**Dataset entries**

====

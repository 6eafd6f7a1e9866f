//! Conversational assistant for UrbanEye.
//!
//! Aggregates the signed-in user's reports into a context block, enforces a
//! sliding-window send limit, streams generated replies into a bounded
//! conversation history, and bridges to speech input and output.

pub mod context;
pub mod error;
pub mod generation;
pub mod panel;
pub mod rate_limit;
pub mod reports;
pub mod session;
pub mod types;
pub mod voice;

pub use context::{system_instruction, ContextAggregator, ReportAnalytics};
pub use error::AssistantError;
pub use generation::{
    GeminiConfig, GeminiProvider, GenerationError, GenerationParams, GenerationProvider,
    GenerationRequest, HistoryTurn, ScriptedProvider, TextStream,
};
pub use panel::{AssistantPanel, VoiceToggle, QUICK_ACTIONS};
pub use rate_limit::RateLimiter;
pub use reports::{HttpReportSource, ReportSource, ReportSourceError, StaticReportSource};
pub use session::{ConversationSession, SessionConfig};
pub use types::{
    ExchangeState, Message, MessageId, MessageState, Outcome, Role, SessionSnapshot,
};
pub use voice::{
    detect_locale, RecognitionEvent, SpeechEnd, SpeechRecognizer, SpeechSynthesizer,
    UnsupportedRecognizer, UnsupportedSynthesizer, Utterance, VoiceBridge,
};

====

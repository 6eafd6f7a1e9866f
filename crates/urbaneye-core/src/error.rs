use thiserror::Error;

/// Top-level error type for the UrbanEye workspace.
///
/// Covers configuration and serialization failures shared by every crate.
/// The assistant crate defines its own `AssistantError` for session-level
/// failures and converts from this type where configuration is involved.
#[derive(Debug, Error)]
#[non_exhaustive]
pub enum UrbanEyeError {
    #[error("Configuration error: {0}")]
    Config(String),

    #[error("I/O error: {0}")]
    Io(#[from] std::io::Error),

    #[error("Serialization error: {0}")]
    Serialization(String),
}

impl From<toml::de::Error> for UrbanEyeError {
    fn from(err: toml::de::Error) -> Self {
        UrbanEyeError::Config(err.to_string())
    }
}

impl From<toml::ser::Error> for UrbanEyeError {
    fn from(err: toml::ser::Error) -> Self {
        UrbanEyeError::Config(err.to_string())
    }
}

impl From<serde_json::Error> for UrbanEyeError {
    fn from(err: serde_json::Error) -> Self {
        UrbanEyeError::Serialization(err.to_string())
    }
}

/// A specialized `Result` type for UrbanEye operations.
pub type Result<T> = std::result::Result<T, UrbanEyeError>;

====

**What you have to do**
Go through the records above and return each line in which the word "reports" occurs.

**Written reply**
//! Aggregates the signed-in user's reports into a context block, enforces a
pub mod reports;
pub use reports::{HttpReportSource, ReportSource, ReportSourceError, StaticReportSource};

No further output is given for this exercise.